DIRECTIONS FOR THIS TASK ▸
Transcribe the records word for word, beginning with the first line and ending with the line that contains "let layout = Arc::new(generator.generate(island_count)?);"; include nothing else.

= = =

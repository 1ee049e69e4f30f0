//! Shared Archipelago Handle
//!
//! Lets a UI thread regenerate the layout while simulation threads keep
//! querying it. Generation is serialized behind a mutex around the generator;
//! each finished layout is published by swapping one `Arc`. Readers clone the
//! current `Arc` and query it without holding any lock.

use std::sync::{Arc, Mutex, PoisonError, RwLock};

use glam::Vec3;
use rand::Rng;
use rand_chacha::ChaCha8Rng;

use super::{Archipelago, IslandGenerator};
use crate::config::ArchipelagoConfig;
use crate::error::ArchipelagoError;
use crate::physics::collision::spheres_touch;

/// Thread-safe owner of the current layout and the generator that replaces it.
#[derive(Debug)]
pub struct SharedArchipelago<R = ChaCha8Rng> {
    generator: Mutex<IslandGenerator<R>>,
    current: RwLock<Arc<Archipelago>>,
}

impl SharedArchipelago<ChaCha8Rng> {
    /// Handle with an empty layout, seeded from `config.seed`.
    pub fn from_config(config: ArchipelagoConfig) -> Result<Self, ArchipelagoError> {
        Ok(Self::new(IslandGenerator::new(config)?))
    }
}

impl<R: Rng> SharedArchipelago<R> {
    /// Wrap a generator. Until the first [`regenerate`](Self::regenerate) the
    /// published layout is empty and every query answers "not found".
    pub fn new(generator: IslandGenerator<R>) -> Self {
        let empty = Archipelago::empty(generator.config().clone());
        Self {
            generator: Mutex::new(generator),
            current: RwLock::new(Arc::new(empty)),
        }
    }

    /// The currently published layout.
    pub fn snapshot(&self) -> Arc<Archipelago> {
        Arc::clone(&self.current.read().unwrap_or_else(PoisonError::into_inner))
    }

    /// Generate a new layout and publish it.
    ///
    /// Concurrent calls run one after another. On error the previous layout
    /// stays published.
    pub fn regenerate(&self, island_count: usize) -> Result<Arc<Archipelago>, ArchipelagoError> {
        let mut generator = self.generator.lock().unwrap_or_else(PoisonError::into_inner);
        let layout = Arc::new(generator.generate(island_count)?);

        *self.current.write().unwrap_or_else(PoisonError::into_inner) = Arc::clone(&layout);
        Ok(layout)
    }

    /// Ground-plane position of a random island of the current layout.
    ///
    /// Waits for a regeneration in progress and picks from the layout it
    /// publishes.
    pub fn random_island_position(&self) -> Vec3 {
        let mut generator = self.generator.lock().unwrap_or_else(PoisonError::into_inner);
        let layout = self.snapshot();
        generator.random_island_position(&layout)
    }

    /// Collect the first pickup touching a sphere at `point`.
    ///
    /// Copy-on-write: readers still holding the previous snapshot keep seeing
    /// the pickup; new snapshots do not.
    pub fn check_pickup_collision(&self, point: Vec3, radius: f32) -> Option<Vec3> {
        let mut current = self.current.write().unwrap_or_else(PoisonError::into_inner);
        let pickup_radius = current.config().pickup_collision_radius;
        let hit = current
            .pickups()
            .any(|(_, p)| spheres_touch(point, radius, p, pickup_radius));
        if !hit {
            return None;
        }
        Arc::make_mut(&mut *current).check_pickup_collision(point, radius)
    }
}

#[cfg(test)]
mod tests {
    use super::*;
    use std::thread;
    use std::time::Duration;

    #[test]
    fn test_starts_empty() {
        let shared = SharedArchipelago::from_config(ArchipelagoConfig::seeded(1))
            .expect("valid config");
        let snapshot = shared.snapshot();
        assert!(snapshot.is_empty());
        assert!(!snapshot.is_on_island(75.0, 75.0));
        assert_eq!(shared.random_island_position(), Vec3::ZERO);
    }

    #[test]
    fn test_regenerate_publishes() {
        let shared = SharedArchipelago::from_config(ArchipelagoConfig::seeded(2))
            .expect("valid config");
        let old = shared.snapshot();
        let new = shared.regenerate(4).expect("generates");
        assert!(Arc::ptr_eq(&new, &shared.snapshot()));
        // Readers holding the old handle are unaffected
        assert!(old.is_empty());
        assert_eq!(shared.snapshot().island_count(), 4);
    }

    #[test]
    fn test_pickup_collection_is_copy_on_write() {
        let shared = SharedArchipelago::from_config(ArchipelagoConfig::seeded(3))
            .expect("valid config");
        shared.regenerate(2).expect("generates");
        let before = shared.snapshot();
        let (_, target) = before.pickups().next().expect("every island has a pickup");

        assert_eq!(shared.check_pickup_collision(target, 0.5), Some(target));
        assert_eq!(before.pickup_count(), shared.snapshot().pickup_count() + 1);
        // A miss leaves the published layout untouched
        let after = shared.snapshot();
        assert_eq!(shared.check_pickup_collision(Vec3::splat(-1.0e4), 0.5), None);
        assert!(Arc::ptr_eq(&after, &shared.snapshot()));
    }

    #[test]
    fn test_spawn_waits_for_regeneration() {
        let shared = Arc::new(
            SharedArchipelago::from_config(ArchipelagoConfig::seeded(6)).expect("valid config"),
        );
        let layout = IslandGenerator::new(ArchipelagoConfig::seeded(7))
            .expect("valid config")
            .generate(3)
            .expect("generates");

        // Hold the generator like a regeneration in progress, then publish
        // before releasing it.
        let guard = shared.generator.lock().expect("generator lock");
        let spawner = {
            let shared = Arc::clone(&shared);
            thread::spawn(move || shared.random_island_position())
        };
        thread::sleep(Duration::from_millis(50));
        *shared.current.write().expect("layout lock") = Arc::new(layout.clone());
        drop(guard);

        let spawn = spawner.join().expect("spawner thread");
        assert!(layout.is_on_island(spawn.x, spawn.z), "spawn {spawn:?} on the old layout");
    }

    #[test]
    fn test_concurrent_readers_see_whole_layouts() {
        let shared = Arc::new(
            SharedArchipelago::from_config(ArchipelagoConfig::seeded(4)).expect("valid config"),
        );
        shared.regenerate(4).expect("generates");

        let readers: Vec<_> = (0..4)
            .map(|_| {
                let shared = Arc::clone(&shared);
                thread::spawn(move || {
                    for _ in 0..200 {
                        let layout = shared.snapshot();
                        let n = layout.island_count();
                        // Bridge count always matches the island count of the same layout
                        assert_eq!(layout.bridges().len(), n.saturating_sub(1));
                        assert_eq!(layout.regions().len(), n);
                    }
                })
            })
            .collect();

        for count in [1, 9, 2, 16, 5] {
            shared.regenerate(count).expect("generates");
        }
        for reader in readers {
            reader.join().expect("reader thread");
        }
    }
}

= = =

OUTPUT FOR THIS EXERCISE ▸
repository 1ee049e69e4f30f0
//! Shared Archipelago Handle
//!
//! Lets a UI thread regenerate the layout while simulation threads keep
//! querying it. Generation is serialized behind a mutex around the generator;
//! each finished layout is published by swapping one `Arc`. Readers clone the
//! current `Arc` and query it without holding any lock.

use std::sync::{Arc, Mutex, PoisonError, RwLock};

use glam::Vec3;
use rand::Rng;
use rand_chacha::ChaCha8Rng;

use super::{Archipelago, IslandGenerator};
use crate::config::ArchipelagoConfig;
use crate::error::ArchipelagoError;
use crate::physics::collision::spheres_touch;

/// Thread-safe owner of the current layout and the generator that replaces it.
#[derive(Debug)]
pub struct SharedArchipelago<R = ChaCha8Rng> {
    generator: Mutex<IslandGenerator<R>>,
    current: RwLock<Arc<Archipelago>>,
}

impl SharedArchipelago<ChaCha8Rng> {
    /// Handle with an empty layout, seeded from `config.seed`.
    pub fn from_config(config: ArchipelagoConfig) -> Result<Self, ArchipelagoError> {
        Ok(Self::new(IslandGenerator::new(config)?))
    }
}

impl<R: Rng> SharedArchipelago<R> {
    /// Wrap a generator. Until the first [`regenerate`](Self::regenerate) the
    /// published layout is empty and every query answers "not found".
    pub fn new(generator: IslandGenerator<R>) -> Self {
        let empty = Archipelago::empty(generator.config().clone());
        Self {
            generator: Mutex::new(generator),
            current: RwLock::new(Arc::new(empty)),
        }
    }

    /// The currently published layout.
    pub fn snapshot(&self) -> Arc<Archipelago> {
        Arc::clone(&self.current.read().unwrap_or_else(PoisonError::into_inner))
    }

    /// Generate a new layout and publish it.
    ///
    /// Concurrent calls run one after another. On error the previous layout
    /// stays published.
    pub fn regenerate(&self, island_count: usize) -> Result<Arc<Archipelago>, ArchipelagoError> {
        let mut generator = self.generator.lock().unwrap_or_else(PoisonError::into_inner);
        let layout = Arc::new(generator.generate(island_count)?);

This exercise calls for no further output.